**** EXTRACTED RECORDS ****

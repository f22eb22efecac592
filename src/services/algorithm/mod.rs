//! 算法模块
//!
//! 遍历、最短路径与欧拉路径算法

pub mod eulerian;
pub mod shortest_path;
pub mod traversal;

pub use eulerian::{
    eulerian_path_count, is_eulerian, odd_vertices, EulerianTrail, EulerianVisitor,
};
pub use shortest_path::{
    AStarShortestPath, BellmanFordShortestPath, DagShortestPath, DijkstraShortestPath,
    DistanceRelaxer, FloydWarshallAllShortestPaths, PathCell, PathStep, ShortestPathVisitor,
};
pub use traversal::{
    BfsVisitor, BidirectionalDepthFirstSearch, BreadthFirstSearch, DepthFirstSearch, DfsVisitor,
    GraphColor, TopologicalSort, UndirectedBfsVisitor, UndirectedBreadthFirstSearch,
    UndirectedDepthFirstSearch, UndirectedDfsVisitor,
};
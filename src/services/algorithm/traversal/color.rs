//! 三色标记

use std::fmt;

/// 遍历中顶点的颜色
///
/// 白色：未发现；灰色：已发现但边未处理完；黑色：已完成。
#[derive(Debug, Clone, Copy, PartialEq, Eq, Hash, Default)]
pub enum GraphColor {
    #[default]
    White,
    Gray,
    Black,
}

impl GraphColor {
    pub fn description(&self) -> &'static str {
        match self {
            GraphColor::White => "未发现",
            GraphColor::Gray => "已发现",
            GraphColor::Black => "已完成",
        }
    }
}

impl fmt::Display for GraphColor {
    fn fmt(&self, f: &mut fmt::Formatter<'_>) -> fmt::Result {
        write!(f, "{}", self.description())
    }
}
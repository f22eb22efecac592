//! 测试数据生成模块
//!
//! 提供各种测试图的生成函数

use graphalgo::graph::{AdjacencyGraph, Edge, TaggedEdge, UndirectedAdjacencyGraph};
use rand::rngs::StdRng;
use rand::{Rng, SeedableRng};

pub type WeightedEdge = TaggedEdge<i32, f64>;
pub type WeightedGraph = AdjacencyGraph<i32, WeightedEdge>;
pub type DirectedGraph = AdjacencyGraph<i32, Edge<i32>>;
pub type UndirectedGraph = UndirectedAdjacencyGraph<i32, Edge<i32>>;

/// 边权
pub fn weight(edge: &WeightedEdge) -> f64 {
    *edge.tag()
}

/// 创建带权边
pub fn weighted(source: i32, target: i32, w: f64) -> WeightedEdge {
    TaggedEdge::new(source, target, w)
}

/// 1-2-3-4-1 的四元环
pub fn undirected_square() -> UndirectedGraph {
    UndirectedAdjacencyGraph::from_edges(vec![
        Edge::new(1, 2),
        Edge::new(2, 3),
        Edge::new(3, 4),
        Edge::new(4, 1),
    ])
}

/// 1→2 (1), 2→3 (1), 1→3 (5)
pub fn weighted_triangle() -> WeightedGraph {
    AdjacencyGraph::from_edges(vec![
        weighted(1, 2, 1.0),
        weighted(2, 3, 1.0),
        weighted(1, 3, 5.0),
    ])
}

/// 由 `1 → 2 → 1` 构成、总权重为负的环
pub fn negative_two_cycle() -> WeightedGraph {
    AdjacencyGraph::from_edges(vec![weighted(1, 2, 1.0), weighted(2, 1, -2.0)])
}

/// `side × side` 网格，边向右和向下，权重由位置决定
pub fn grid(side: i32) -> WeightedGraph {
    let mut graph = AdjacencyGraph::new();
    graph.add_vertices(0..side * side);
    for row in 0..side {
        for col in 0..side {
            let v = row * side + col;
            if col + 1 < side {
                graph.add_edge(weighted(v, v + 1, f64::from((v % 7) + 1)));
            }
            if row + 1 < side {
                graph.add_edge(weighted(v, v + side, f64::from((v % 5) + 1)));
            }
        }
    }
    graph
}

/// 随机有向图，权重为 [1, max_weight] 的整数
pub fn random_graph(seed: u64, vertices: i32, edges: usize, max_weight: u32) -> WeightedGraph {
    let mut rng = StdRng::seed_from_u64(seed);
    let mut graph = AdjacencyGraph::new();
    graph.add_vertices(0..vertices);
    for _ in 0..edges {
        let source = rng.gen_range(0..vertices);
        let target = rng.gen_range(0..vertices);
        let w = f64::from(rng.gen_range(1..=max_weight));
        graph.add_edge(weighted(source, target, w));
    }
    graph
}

****

Only the lines from the one containing "let source = rng.gen_range(0..vertices);" through the final line of the material should be printed, each word for word. Both of those lines count.

* [SOLUTION TO THIS EXERCISE]
        let source = rng.gen_range(0..vertices);
        let target = rng.gen_range(0..vertices);
        let w = f64::from(rng.gen_range(1..=max_weight));
        graph.add_edge(weighted(source, target, w));
    }
    graph
}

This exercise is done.